Look through the lines below for the word "anyhow", and copy every line that has it.
[Input records]
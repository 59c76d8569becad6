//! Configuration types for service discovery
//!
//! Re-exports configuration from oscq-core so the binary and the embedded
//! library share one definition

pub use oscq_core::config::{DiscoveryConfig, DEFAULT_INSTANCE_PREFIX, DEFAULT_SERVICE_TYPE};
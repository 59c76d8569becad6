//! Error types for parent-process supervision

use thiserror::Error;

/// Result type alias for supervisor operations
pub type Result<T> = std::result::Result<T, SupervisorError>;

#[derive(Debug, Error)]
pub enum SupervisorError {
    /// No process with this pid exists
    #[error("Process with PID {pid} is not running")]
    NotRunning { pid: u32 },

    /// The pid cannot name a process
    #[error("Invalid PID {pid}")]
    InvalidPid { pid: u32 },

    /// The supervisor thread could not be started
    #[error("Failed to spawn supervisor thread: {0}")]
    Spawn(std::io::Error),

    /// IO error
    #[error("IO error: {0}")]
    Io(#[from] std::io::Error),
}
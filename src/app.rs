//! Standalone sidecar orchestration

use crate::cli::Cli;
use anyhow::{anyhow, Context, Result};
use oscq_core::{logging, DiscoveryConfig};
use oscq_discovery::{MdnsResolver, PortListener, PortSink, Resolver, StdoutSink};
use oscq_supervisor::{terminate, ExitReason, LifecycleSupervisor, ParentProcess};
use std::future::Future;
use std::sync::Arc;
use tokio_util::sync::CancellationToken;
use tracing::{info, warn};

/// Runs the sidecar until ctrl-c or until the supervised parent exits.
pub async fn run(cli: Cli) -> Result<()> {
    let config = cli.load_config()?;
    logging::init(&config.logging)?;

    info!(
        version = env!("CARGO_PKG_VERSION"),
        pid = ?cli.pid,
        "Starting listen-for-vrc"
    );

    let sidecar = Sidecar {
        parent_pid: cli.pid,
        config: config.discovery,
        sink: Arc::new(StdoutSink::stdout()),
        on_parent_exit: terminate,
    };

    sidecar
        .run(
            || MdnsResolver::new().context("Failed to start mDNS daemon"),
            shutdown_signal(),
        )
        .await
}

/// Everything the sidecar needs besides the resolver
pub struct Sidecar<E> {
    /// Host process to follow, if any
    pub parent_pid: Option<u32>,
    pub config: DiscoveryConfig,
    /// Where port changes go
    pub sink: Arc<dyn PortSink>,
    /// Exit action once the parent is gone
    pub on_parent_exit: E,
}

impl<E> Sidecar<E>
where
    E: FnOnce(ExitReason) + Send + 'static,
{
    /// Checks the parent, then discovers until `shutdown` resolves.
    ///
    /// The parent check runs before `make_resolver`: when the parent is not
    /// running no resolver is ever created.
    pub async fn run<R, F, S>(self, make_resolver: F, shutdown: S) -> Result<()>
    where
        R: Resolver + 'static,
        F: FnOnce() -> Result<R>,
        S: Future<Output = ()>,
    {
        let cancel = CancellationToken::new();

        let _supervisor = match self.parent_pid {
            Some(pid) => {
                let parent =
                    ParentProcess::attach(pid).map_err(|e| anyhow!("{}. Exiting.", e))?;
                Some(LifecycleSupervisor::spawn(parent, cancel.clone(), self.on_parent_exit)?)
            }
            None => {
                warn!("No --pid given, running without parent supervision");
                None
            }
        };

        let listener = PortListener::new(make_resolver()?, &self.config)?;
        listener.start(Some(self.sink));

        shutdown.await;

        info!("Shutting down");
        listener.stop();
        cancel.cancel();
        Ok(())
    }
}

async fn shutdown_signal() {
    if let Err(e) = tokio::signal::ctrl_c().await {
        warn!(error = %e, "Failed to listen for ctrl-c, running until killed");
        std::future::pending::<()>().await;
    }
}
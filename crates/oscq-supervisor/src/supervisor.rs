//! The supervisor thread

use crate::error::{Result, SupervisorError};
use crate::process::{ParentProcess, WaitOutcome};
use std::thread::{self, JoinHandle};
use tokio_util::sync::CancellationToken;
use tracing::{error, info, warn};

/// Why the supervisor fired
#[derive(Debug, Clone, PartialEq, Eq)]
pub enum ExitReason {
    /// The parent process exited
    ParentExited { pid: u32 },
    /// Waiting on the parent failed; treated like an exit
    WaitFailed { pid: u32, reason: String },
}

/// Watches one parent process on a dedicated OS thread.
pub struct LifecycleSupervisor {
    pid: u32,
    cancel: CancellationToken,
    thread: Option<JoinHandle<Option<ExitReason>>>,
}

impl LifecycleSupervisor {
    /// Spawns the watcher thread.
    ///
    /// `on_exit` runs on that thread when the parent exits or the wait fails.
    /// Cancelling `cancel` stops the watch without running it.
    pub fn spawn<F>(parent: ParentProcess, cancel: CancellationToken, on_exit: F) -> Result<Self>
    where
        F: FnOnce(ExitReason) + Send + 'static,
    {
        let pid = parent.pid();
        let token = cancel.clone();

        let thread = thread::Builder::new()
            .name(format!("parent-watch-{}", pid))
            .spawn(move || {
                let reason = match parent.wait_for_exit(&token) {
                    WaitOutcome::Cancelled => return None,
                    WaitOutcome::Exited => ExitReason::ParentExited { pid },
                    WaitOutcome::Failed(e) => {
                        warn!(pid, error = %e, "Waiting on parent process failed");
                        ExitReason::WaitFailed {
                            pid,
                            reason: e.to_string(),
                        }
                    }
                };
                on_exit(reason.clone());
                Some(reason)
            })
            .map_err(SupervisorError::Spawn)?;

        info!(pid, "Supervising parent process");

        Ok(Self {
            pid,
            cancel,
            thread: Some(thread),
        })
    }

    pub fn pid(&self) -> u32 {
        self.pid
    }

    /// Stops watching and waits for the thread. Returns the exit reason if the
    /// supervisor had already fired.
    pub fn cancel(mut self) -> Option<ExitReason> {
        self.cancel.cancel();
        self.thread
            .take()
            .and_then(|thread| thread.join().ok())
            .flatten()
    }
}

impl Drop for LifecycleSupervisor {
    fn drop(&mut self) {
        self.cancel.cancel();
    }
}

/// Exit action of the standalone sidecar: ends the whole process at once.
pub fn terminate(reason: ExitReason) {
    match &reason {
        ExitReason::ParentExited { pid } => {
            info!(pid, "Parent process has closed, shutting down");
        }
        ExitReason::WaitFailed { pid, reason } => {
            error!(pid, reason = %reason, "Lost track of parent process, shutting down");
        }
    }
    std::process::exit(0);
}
[/Input records]
[Input records]
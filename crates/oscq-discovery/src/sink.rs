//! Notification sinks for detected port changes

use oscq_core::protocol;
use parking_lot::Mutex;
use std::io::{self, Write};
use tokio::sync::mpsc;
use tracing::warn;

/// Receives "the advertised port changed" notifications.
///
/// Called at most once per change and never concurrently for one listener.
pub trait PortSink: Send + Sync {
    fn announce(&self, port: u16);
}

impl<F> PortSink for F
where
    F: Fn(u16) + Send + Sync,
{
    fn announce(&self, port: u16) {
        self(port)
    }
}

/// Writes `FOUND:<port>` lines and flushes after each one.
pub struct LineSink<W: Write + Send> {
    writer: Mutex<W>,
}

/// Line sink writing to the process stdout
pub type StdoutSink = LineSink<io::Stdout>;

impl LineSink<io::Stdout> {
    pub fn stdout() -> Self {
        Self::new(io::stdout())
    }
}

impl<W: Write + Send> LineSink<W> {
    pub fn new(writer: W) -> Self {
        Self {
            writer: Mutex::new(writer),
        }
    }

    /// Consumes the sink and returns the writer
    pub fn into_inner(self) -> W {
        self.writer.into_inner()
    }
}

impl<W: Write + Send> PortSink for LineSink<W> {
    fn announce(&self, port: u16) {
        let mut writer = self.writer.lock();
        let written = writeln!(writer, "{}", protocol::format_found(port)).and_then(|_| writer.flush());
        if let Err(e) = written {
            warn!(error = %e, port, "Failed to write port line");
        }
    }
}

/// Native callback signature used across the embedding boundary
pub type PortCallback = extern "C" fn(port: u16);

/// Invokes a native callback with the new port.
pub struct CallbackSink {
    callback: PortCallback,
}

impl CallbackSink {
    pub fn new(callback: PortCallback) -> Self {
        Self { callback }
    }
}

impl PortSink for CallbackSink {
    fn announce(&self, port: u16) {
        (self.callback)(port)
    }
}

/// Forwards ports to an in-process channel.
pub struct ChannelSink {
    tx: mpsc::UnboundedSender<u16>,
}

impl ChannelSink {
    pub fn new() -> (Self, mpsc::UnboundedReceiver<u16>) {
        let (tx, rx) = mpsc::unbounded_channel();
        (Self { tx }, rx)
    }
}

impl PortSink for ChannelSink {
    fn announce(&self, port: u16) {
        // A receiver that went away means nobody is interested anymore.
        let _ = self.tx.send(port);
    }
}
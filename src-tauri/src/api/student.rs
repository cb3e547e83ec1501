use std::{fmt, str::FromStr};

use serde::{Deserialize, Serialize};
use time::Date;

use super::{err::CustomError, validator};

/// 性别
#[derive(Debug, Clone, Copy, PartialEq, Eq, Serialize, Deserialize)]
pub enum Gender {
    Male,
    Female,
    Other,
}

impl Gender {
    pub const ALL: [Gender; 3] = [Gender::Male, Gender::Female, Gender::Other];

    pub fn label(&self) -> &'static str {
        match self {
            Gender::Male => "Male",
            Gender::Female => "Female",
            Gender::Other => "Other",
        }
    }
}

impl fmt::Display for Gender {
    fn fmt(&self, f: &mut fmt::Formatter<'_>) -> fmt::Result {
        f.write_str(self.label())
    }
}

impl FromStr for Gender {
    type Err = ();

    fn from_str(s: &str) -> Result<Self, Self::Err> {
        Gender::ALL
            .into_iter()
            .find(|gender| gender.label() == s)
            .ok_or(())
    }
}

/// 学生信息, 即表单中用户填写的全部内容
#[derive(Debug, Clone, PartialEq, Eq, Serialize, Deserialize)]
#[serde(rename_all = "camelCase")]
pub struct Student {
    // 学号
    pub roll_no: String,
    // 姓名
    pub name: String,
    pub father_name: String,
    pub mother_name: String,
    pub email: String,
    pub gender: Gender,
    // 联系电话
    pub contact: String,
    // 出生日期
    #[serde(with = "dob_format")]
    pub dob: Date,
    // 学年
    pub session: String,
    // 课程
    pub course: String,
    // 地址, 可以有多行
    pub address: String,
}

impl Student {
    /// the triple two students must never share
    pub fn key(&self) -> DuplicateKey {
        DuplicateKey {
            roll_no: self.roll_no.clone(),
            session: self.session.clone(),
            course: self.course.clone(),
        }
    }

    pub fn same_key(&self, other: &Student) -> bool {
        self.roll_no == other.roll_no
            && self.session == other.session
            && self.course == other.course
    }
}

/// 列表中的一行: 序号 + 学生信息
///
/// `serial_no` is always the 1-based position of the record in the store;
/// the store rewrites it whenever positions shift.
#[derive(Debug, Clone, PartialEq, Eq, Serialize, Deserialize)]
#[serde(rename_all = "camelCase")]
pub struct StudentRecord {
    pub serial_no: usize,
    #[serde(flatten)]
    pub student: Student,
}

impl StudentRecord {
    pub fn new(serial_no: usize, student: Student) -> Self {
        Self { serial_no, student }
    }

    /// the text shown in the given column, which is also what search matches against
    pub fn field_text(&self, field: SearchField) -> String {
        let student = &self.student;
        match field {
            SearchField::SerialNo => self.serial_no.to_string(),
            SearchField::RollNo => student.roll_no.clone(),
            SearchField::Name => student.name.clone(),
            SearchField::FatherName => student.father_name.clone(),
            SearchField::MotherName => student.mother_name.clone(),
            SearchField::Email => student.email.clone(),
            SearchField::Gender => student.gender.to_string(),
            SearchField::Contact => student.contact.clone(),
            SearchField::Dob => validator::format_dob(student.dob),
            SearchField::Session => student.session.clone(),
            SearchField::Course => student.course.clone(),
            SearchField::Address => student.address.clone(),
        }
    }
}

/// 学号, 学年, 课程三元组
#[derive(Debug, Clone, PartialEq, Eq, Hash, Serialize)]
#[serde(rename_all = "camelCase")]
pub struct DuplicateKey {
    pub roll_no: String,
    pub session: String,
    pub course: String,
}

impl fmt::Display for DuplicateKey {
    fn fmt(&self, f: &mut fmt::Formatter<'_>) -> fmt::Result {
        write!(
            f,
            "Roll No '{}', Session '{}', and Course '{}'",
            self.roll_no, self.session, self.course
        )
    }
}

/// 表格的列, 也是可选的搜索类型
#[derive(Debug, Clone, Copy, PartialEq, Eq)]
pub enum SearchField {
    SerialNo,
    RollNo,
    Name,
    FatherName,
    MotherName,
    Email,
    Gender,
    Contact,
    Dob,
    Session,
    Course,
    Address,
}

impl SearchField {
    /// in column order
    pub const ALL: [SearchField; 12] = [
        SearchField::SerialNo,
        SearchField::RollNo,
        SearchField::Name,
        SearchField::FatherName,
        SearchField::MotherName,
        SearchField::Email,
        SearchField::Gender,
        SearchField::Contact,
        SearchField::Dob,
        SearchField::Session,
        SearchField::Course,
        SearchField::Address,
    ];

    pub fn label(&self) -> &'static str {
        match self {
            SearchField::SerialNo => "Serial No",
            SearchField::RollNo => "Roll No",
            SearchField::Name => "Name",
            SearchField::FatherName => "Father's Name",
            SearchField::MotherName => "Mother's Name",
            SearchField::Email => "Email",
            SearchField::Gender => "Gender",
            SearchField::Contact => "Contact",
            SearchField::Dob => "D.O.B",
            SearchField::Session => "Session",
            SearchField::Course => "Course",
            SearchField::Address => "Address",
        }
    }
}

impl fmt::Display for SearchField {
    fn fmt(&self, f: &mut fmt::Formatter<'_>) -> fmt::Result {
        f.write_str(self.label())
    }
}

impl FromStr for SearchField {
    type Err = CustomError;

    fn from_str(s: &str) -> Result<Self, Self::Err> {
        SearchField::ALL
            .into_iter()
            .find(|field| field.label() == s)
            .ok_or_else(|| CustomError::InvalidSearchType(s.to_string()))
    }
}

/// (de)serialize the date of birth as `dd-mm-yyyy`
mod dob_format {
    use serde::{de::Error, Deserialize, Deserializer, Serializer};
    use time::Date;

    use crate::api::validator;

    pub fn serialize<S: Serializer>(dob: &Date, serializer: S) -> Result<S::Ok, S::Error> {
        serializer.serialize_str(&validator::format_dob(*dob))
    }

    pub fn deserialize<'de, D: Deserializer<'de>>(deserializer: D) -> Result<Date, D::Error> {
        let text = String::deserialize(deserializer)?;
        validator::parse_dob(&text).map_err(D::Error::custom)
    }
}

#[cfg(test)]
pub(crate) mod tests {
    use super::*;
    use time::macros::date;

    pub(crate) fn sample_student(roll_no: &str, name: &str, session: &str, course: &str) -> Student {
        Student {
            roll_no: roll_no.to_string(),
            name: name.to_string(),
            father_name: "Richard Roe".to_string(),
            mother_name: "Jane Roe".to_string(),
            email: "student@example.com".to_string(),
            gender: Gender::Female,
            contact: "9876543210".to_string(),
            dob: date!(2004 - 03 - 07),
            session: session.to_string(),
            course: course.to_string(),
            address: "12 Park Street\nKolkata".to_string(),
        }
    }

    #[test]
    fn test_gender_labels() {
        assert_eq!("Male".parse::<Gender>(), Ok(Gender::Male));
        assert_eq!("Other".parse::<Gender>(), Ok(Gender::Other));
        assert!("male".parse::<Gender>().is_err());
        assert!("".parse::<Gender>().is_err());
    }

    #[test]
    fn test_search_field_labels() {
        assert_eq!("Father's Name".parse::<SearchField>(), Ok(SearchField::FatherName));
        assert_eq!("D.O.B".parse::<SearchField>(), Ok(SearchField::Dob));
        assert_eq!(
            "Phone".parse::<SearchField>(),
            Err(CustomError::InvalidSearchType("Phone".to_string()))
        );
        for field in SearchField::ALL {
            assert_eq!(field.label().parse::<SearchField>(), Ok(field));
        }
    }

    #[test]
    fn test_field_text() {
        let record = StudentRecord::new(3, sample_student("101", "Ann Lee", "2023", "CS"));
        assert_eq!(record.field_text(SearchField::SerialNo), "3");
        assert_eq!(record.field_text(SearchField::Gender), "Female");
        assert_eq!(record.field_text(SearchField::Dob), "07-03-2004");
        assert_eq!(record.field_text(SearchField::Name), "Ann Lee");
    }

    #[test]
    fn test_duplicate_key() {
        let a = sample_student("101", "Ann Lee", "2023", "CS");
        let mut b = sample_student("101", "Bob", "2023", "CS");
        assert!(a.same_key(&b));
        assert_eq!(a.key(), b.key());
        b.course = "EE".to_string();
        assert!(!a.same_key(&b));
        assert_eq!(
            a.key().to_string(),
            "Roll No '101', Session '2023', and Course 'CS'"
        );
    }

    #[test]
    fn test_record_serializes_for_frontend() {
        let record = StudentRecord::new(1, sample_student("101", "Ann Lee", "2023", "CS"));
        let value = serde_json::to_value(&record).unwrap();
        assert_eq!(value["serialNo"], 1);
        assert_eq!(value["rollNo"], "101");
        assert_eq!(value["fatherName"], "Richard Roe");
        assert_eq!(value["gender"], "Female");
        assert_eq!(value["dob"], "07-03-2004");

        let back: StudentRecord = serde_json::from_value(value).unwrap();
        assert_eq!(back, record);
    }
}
[/Input records]
• **Exercise solution**
use anyhow::{anyhow, Context, Result};
                    ParentProcess::attach(pid).map_err(|e| anyhow!("{}. Exiting.", e))?;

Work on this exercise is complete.